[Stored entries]
__________________________________________________

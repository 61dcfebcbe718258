//! Pipeline stage and command definitions.

use serde::{Deserialize, Serialize};

/// One phase of the pipeline.
#[derive(Debug, Clone, Copy, Serialize, Deserialize, PartialEq, Eq, Hash)]
#[serde(rename_all = "snake_case")]
pub enum Stage {
    /// Check out the base revision and apply merge refs and patches
    Merge,

    /// Build and package the kernel
    Build,

    /// Upload the build artifacts
    Publish,

    /// Submit the build to the test lab
    Run,

    /// Hand the results to a reporter
    Report,

    /// Remove artifacts and persisted state
    Cleanup,
}

impl Stage {
    /// Every stage, in pipeline order.
    pub const ALL: [Stage; 6] = [
        Stage::Merge,
        Stage::Build,
        Stage::Publish,
        Stage::Run,
        Stage::Report,
        Stage::Cleanup,
    ];

    /// Get the stage name as a string.
    pub fn name(&self) -> &'static str {
        match self {
            Stage::Merge => "merge",
            Stage::Build => "build",
            Stage::Publish => "publish",
            Stage::Run => "run",
            Stage::Report => "report",
            Stage::Cleanup => "cleanup",
        }
    }

    /// Whether the stage produces a test-case record when recording is on.
    ///
    /// Report and cleanup are never recorded: they exist to surface and
    /// tidy up after the recorded stages.
    pub fn is_recorded(&self) -> bool {
        matches!(
            self,
            Stage::Merge | Stage::Build | Stage::Publish | Stage::Run
        )
    }
}

impl std::fmt::Display for Stage {
    fn fmt(&self, f: &mut std::fmt::Formatter<'_>) -> std::fmt::Result {
        f.write_str(self.name())
    }
}

/// What one invocation was asked to do.
#[derive(Debug, Clone, Copy, PartialEq, Eq, Hash)]
pub enum Command {
    /// Exactly one stage, fed by previously persisted state
    Stage(Stage),

    /// Merge, build, publish and run; report when the run waited; cleanup
    All,
}

impl Command {
    /// Name used for the structured report file.
    pub fn name(&self) -> &'static str {
        match self {
            Command::Stage(stage) => stage.name(),
            Command::All => "all",
        }
    }

    /// Whether `stage` may execute as part of this command.
    pub fn includes(&self, stage: Stage) -> bool {
        match self {
            Command::Stage(own) => *own == stage,
            Command::All => true,
        }
    }
}

impl From<Stage> for Command {
    fn from(stage: Stage) -> Self {
        Command::Stage(stage)
    }
}
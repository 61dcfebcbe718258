//! Build artifact naming and the descriptor Build hands to Publish and Run.

use crate::collab::BuildEngine;
use crate::config::path_text;
use crate::error::{CiError, Result};
use chrono::{DateTime, Local};
use kci_state::StateUpdate;
use std::path::{Path, PathBuf};
use tracing::info;

/// Timestamp embedded in artifact names when no commit id is known.
pub const TIMESTAMP_FORMAT: &str = "%Y%m%d%H%M%S";

/// `<dir>/<tstamp>-<name>`
pub fn add_timestamp(path: &Path, tstamp: &str) -> PathBuf {
    let name = path
        .file_name()
        .map(|n| n.to_string_lossy().into_owned())
        .unwrap_or_default();
    path.with_file_name(format!("{tstamp}-{name}"))
}

/// Name of an artifact without its archive/data extension.
fn artifact_stem(path: &Path) -> String {
    let name = path
        .file_name()
        .map(|n| n.to_string_lossy().into_owned())
        .unwrap_or_default();
    if let Some(stem) = name.strip_suffix(".tar.gz") {
        return stem.to_string();
    }
    match name.rsplit_once('.') {
        Some((stem, _)) if !stem.is_empty() => stem.to_string(),
        _ => name,
    }
}

/// Final artifact names: after the commit id when known, otherwise the
/// original names prefixed with the build timestamp.
#[derive(Debug, Clone, PartialEq, Eq)]
pub struct ArtifactNaming {
    head: Option<String>,
    tstamp: String,
}

impl ArtifactNaming {
    pub fn new(head: Option<&str>, started: DateTime<Local>) -> Self {
        Self {
            head: head.filter(|h| !h.is_empty()).map(str::to_string),
            tstamp: started.format(TIMESTAMP_FORMAT).to_string(),
        }
    }

    pub fn tarball(&self, built: &Path) -> PathBuf {
        match &self.head {
            Some(head) => built.with_file_name(format!("{head}.tar.gz")),
            None => add_timestamp(built, &self.tstamp),
        }
    }

    pub fn build_info(&self, info: &Path) -> PathBuf {
        match &self.head {
            Some(head) => info.with_file_name(format!("{head}.csv")),
            None => add_timestamp(info, &self.tstamp),
        }
    }

    /// The config copy sits next to the build info (or the tarball when
    /// there is none) and shares its stem.
    pub fn config(&self, tarball: &Path, build_info: Option<&Path>) -> PathBuf {
        let anchor = build_info.unwrap_or(tarball);
        anchor.with_file_name(format!("{}.config", artifact_stem(anchor)))
    }
}

/// Tarball, build info and config produced by one build, plus the release
/// and architecture they were built for.
#[derive(Debug, Clone, PartialEq, Eq)]
pub struct BuildArtifact {
    pub tarball: PathBuf,
    pub build_info: Option<PathBuf>,
    pub config: PathBuf,
    pub release: String,
    pub arch: String,
}

impl BuildArtifact {
    /// Move the engine's outputs to their final names and copy the kernel
    /// config beside them.
    pub async fn collect(
        engine: &dyn BuildEngine,
        built: &Path,
        build_info: Option<&Path>,
        naming: &ArtifactNaming,
    ) -> Result<Self> {
        let tarball = naming.tarball(built);
        move_file(built, &tarball).await?;
        info!(path = %tarball.display(), "Tarball ready");

        let build_info = match build_info {
            Some(current) => {
                let renamed = naming.build_info(current);
                move_file(current, &renamed).await?;
                Some(renamed)
            }
            None => None,
        };

        let config = naming.config(&tarball, build_info.as_deref());
        let source = engine.config_path();
        tokio::fs::copy(&source, &config)
            .await
            .map_err(|e| CiError::file(&source, e))?;

        Ok(Self {
            tarball,
            build_info,
            config,
            release: engine.release().await?,
            arch: engine.arch(),
        })
    }

    pub fn state_update(&self) -> StateUpdate {
        StateUpdate::new()
            .set("tarpkg", path_text(&self.tarball))
            .maybe("buildinfo", self.build_info.as_deref().map(path_text))
            .set("buildconf", path_text(&self.config))
            .set("krelease", self.release.as_str())
            .set("kernel_arch", self.arch.as_str())
    }
}

async fn move_file(from: &Path, to: &Path) -> Result<()> {
    if from == to {
        return Ok(());
    }
    if tokio::fs::rename(from, to).await.is_ok() {
        return Ok(());
    }
    // Rename fails across filesystems; fall back to copy + remove.
    tokio::fs::copy(from, to)
        .await
        .map_err(|e| CiError::file(from, e))?;
    tokio::fs::remove_file(from)
        .await
        .map_err(|e| CiError::file(from, e))
}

__________________________________________________

Task description: Your answer must be every line from the entries that contains the string "impl", copied as it stands.

Solution:
impl Stage {
impl std::fmt::Display for Stage {
impl Command {
impl From<Stage> for Command {
impl ArtifactNaming {
impl BuildArtifact {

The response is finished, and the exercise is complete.